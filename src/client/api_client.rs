//! Typed API client for the migration configuration routes.

use serde::Serialize;

use crate::client::cache::QueryCache;
use crate::client::http_client::HttpClient;
use crate::model::migration::{
    InsertMigrationConfig, MigrationConfigInfo, UpdateDescriptionParam,
};

pub const CONFIGURATIONS_ENDPOINT: &str = "/migration-configurations";

/// API client providing typed access to the record store, with a query cache
/// in front of the list route.
pub struct ApiClient {
    http_client: HttpClient,
    cache: QueryCache,
}

impl ApiClient {
    pub fn new(http_client: HttpClient) -> Self {
        Self {
            http_client,
            cache: QueryCache::default(),
        }
    }

    pub async fn list(
        &self,
        agreement_filter: Option<&str>,
    ) -> anyhow::Result<Vec<MigrationConfigInfo>> {
        #[derive(Serialize)]
        #[serde(rename_all = "camelCase")]
        struct Query<'a> {
            #[serde(skip_serializing_if = "Option::is_none")]
            agreement_filter: Option<&'a str>,
        }

        let key = QueryCache::key(CONFIGURATIONS_ENDPOINT, agreement_filter);

        if let Some(cached) = self.cache.get(&key) {
            return Ok(cached);
        }

        let records: Vec<MigrationConfigInfo> = self
            .http_client
            .get_with_query(CONFIGURATIONS_ENDPOINT, &Query { agreement_filter })
            .await?;

        self.cache.put(key, records.clone());

        Ok(records)
    }

    pub async fn create(
        &self,
        param: &InsertMigrationConfig,
    ) -> anyhow::Result<MigrationConfigInfo> {
        let created = self
            .http_client
            .post_json(CONFIGURATIONS_ENDPOINT, param)
            .await?;

        self.cache.invalidate_endpoint(CONFIGURATIONS_ENDPOINT);

        Ok(created)
    }

    pub async fn update_description(
        &self,
        id: i32,
        description: &str,
    ) -> anyhow::Result<MigrationConfigInfo> {
        let path = format!("{}/{}/description", CONFIGURATIONS_ENDPOINT, id);
        let param = UpdateDescriptionParam {
            description: description.to_string(),
        };

        let updated = self.http_client.patch_json(&path, &param).await?;

        self.cache.invalidate_endpoint(CONFIGURATIONS_ENDPOINT);

        Ok(updated)
    }

    pub async fn delete(&self, id: i32) -> anyhow::Result<()> {
        let path = format!("{}/{}", CONFIGURATIONS_ENDPOINT, id);

        self.http_client.delete(&path).await?;

        self.cache.invalidate_endpoint(CONFIGURATIONS_ENDPOINT);

        Ok(())
    }
}
//! Error types for the Carga application.
//!
//! There is deliberately no central HTTP error translation: each handler and
//! client call site catches locally, logs, and degrades (a failed execution
//! save is reported to the user, failed description updates and deletes are
//! logged and swallowed).

/// Application-specific error types
#[derive(thiserror::Error, Debug)]
pub enum CargaError {
    #[error("caused: {0}")]
    IllegalArgument(String),
    #[error("{0} not found")]
    NotFound(String),
    #[error("network error: {0}")]
    NetworkError(String),
    #[error("database error: {0}")]
    DatabaseError(String),
    #[error("configuration error: {0}")]
    ConfigError(String),
    #[error("internal error: {0}")]
    InternalError(String),
}

#[cfg(test)]
mod tests {
    use super::*;

    #[test]
    fn test_carga_error_display() {
        let err = CargaError::IllegalArgument("invalid param".to_string());
        assert_eq!(format!("{}", err), "caused: invalid param");

        let err = CargaError::NotFound("migration configuration '42'".to_string());
        assert_eq!(format!("{}", err), "migration configuration '42' not found");

        let err = CargaError::NetworkError("connection timeout".to_string());
        assert_eq!(format!("{}", err), "network error: connection timeout");

        let err = CargaError::DatabaseError("query failed".to_string());
        assert_eq!(format!("{}", err), "database error: query failed");
    }

    #[test]
    fn test_carga_error_downcast_through_anyhow() {
        let err = anyhow::Error::from(CargaError::NotFound("record '7'".to_string()));
        assert!(err.downcast_ref::<CargaError>().is_some());
    }
}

### ASSIGNMENT
Report all lines of the material that contain the word "InsertMigrationConfig".

### RESULT BELOW
    InsertMigrationConfig, MigrationConfigInfo, UpdateDescriptionParam,
        param: &InsertMigrationConfig,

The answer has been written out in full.